- Born: 13 August 1959 (age 66) Decatur, Illinois, USA
- Occupations: Film producer, director, writer
- Years active: 1990s, 2000s, 2010s, ?

= Steve Latshaw =

American film producer

Steve Latshaw (b. 1959) is an American screenwriter, producer and director. He has written a number of films for Jim Wynorski and Fred Olen Ray.

==Background==
He began his career working in television. He started making films with Fred Olen Ray in Florida. He moved to Hollywood in 1995.

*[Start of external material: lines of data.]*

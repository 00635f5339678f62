//! HTML extraction: pages into records, anchors into frontier candidates
//!
//! Extraction is best-effort per field. A page without a `<main>` region,
//! without JSON-LD, or without FAQ-shaped markup simply leaves that field at
//! its empty default; nothing here aborts extraction of the remaining fields.

use crate::corpus::{ContentNode, FaqEntry, PageRecord};
use scraper::{ElementRef, Html, Selector};
use url::Url;

/// Metadata keys and class-attribute keywords the extractor looks for
const AUTHOR_META_KEY: &str = "author";
const MODIFIED_META_KEY: &str = "article:modified_time";
const QUESTION_CLASS: &str = "question";
const ANSWER_CLASS: &str = "answer";
const CATEGORY_CLASS: &str = "category";
const RELATED_CLASS: &str = "related";
const AUTHOR_CLASS: &str = "author";
const UPDATED_CLASS: &str = "updated";

/// Parses one page into a [`PageRecord`]
///
/// # Arguments
///
/// * `html` - The fetched page body
/// * `url` - The absolute URL the body was fetched from
pub fn extract_record(html: &str, url: &str) -> PageRecord {
    let document = Html::parse_document(html);
    let mut record = PageRecord::new(url);

    record.title = extract_title(&document);

    if let Some(region) = main_region(&document) {
        let (content, structure) = extract_content(&region);
        record.content = content;
        record.content_structure = structure;
    }

    record.metadata = extract_metadata(&document);
    record.structured_data = extract_structured_data(&document);
    record.faqs = extract_faqs(&document);
    record.categories = texts_with_class_keyword(&document, CATEGORY_CLASS);
    record.related_topics = texts_with_class_keyword(&document, RELATED_CLASS);
    record.author = extract_author(&document, &record.metadata);
    record.last_updated = extract_last_updated(&document, &record.metadata);

    record
}

/// Extracts same-origin link targets from a page
///
/// Resolves every anchor href against `base_url`, then retains only URLs
/// whose origin matches `seed`'s origin and that carry no fragment
/// identifier. Order follows the document; duplicates are dropped.
pub fn discover_links(html: &str, base_url: &Url, seed: &Url) -> Vec<Url> {
    let document = Html::parse_document(html);
    let mut links = Vec::new();
    let mut seen = std::collections::HashSet::new();

    let anchor_selector = match Selector::parse("a[href]") {
        Ok(s) => s,
        Err(_) => return links,
    };

    for element in document.select(&anchor_selector) {
        let href = match element.value().attr("href") {
            Some(h) => h.trim(),
            None => continue,
        };
        if href.is_empty() {
            continue;
        }

        let resolved = match base_url.join(href) {
            Ok(u) => u,
            Err(_) => continue,
        };

        if resolved.scheme() != "http" && resolved.scheme() != "https" {
            continue;
        }
        if resolved.origin() != seed.origin() {
            continue;
        }
        if resolved.fragment().is_some() {
            continue;
        }

        if seen.insert(resolved.to_string()) {
            links.push(resolved);
        }
    }

    links
}

/// First heading on the page, any level
fn extract_title(document: &Html) -> String {
    let selector = match Selector::parse("h1, h2, h3, h4, h5, h6") {
        Ok(s) => s,
        Err(_) => return String::new(),
    };

    document
        .select(&selector)
        .next()
        .map(|el| element_text(&el))
        .unwrap_or_default()
}

/// The page's main content region: `<main>`, falling back to `<article>`
fn main_region<'a>(document: &'a Html) -> Option<ElementRef<'a>> {
    for tag in ["main", "article"] {
        if let Ok(selector) = Selector::parse(tag) {
            if let Some(element) = document.select(&selector).next() {
                return Some(element);
            }
        }
    }
    None
}

/// Walks the main region and collects plain text plus typed content nodes
///
/// Headings and paragraphs feed both `content` and `content_structure`;
/// lists only appear in the structure. Paragraphs nested inside list items
/// are skipped so list text is not collected twice.
fn extract_content(region: &ElementRef) -> (String, Vec<ContentNode>) {
    let mut text_parts = Vec::new();
    let mut structure = Vec::new();

    for node in region.descendants() {
        let element = match ElementRef::wrap(node) {
            Some(el) => el,
            None => continue,
        };

        match element.value().name() {
            name @ ("h1" | "h2" | "h3" | "h4" | "h5" | "h6") => {
                let text = element_text(&element);
                if text.is_empty() {
                    continue;
                }
                let level = name.as_bytes()[1] - b'0';
                text_parts.push(text.clone());
                structure.push(ContentNode::Heading { level, text });
            }
            "p" => {
                if has_list_ancestor(&element) {
                    continue;
                }
                let text = element_text(&element);
                if text.is_empty() {
                    continue;
                }
                text_parts.push(text.clone());
                structure.push(ContentNode::Paragraph { text });
            }
            "ul" | "ol" => {
                let items = list_items(&element);
                if !items.is_empty() {
                    structure.push(ContentNode::List { items });
                }
            }
            _ => {}
        }
    }

    (text_parts.join(" "), structure)
}

/// Direct and nested `<li>` texts of a list element
fn list_items(list: &ElementRef) -> Vec<String> {
    let selector = match Selector::parse("li") {
        Ok(s) => s,
        Err(_) => return Vec::new(),
    };

    list.select(&selector)
        .map(|li| element_text(&li))
        .filter(|t| !t.is_empty())
        .collect()
}

fn has_list_ancestor(element: &ElementRef) -> bool {
    element
        .ancestors()
        .filter_map(ElementRef::wrap)
        .any(|a| a.value().name() == "li")
}

/// All `<meta>` tags with a name or property attribute and a content value
fn extract_metadata(document: &Html) -> std::collections::BTreeMap<String, String> {
    let mut metadata = std::collections::BTreeMap::new();

    let selector = match Selector::parse("meta") {
        Ok(s) => s,
        Err(_) => return metadata,
    };

    for element in document.select(&selector) {
        let attrs = element.value();
        let name = attrs.attr("name").or_else(|| attrs.attr("property"));
        if let (Some(name), Some(content)) = (name, attrs.attr("content")) {
            if !name.is_empty() && !content.is_empty() {
                metadata.insert(name.to_string(), content.to_string());
            }
        }
    }

    metadata
}

/// Merges every JSON-LD block on the page into one mapping
///
/// Key collisions resolve last-write-wins in document order. A block that
/// fails to parse, or whose top level is not an object, is skipped.
fn extract_structured_data(document: &Html) -> serde_json::Map<String, serde_json::Value> {
    let mut merged = serde_json::Map::new();

    let selector = match Selector::parse(r#"script[type="application/ld+json"]"#) {
        Ok(s) => s,
        Err(_) => return merged,
    };

    for element in document.select(&selector) {
        let raw = element.text().collect::<String>();
        match serde_json::from_str::<serde_json::Value>(&raw) {
            Ok(serde_json::Value::Object(block)) => {
                for (key, value) in block {
                    merged.insert(key, value);
                }
            }
            Ok(_) => {
                tracing::debug!("Skipping non-object JSON-LD block");
            }
            Err(e) => {
                tracing::debug!("Skipping malformed JSON-LD block: {}", e);
            }
        }
    }

    merged
}

/// Pairs question elements with answer elements positionally
///
/// A page with unequal question and answer counts yields pairs only up to
/// the shorter count; the trailing unmatched elements are dropped.
fn extract_faqs(document: &Html) -> Vec<FaqEntry> {
    let questions = texts_with_class_keyword(document, QUESTION_CLASS);
    let answers = texts_with_class_keyword(document, ANSWER_CLASS);

    questions
        .into_iter()
        .zip(answers)
        .map(|(question, answer)| FaqEntry { question, answer })
        .collect()
}

/// Texts of all elements whose class attribute contains `keyword`,
/// case-insensitively, in document order
fn texts_with_class_keyword(document: &Html, keyword: &str) -> Vec<String> {
    let selector = match Selector::parse("[class]") {
        Ok(s) => s,
        Err(_) => return Vec::new(),
    };

    document
        .select(&selector)
        .filter(|el| {
            el.value()
                .attr("class")
                .map(|c| c.to_lowercase().contains(keyword))
                .unwrap_or(false)
        })
        .map(|el| element_text(&el))
        .filter(|t| !t.is_empty())
        .collect()
}

/// First author match: `<meta name="author">`, then any author-classed element
fn extract_author(
    document: &Html,
    metadata: &std::collections::BTreeMap<String, String>,
) -> String {
    if let Some(author) = metadata.get(AUTHOR_META_KEY) {
        return author.clone();
    }

    texts_with_class_keyword(document, AUTHOR_CLASS)
        .into_iter()
        .next()
        .unwrap_or_default()
}

/// First last-updated match: modified-time meta, then `<time datetime>`,
/// then any updated-classed element
fn extract_last_updated(
    document: &Html,
    metadata: &std::collections::BTreeMap<String, String>,
) -> String {
    if let Some(modified) = metadata.get(MODIFIED_META_KEY) {
        return modified.clone();
    }

    if let Ok(selector) = Selector::parse("time[datetime]") {
        if let Some(element) = document.select(&selector).next() {
            if let Some(datetime) = element.value().attr("datetime") {
                return datetime.to_string();
            }
        }
    }

    texts_with_class_keyword(document, UPDATED_CLASS)
        .into_iter()
        .next()
        .unwrap_or_default()
}

/// Whitespace-normalized text content of an element
fn element_text(element: &ElementRef) -> String {
    element
        .text()
        .map(str::trim)
        .filter(|t| !t.is_empty())
        .collect::<Vec<_>>()
        .join(" ")
}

Latshaw is the author and director of various horror and B movies. He has also occasionally appeared in films he worked on, for minor roles or cameos.
==Career==
Latshaw directed the 1998 horror film, Death Mask which was written by James Best who also starred in the main role. The film also starred Linnea Quigley, John Nutten, Cynthia Beckert, Coni Causey, Diane Cantrell and Robin Krasny.

Latshaw wrote the story for the 2000 film Extreme Limits which was directed by Jim Wynorski. This was repeated again for the 2001 film, Ablaze which was directed by Jim Wynorski and starred John Bradley, Tom Arnold, Ice-T, and Michael Dudikoff. In a review of the film, The Schlock Pit said that the film was anchored by a great script.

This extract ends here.